Whatever the alternate timeline position of the Sox, these Sox are as good as they could possibly be. They have all the pieces to win it all, provided Chris Sale comes back healthy. They have a rock-solid offensive core and a rock-solid bullpen. They have what you need to do the damn thing, no matter the persistence of (my) memory.
So will they? I don’t know! That’s way too hard to say. The playoffs exist to make fools of even mid-season predictions. If the Sox storm into the playoffs with the league’s top record and Sale gets hurt, they could be in trouble. They could also still win it all as they’re currently the top seed and he’s not even back yet. They could also simply make the World Series, probably against the Dodgers, and boy wouldn’t that be something?
The obstacles to merely getting there still exist, but with exactly half the season gone, some have already been surmounted. Specifically, the Yankees. They are not nearly as good as advertised. In fact, they’re probably exactly where I expected the Sox to be at this point and vice versa. That, as Jerry Seinfeld knows, is a shame.

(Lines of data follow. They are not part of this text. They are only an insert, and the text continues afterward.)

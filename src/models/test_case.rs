//! Test case model

use chrono::{DateTime, Utc};
use serde::{Deserialize, Serialize};
use uuid::Uuid;

/// Test case record
///
/// Created by problem authoring; never mutated by judging.
#[derive(Debug, Clone, Serialize, Deserialize)]
pub struct TestCase {
    pub id: Uuid,
    pub problem_id: Uuid,
    pub name: String,
    pub input: String,
    pub expected_output: String,
    /// Scoring weight, >= 0
    pub weight: f64,
    pub is_sample: bool,
    pub is_hidden: bool,
    /// Authoring-supplied size hint; falls back to the raw input length
    pub input_size_hint: Option<i64>,
    pub created_at: DateTime<Utc>,
}

impl TestCase {
    /// Effective input size, used to pick the calibration reference case
    pub fn input_size(&self) -> usize {
        self.input_size_hint
            .map(|hint| hint as usize)
            .unwrap_or_else(|| self.input.len())
    }
}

The Blue Jays also are further in the rearview mirror than I anticipated they would be, as is, well, every team in the A.L. That said, the Rays and Astros do not mess around, and no matter how hard the Sox hit the throttle they’re likely to be back there, closer than they appear. The Astros are particularly scary because the Sox cannot seem to beat them, which is a problem when trying to win a title. You gotta beat ‘em all.
At this point, though, I will bask in my hilarious wrongness without remorse. I have said quite a lot about Chaim Bloom and ownership, and while ownership can still bite a Fenway Frank, Bloom really has done the thing. You do, in fact, have to hand it to him.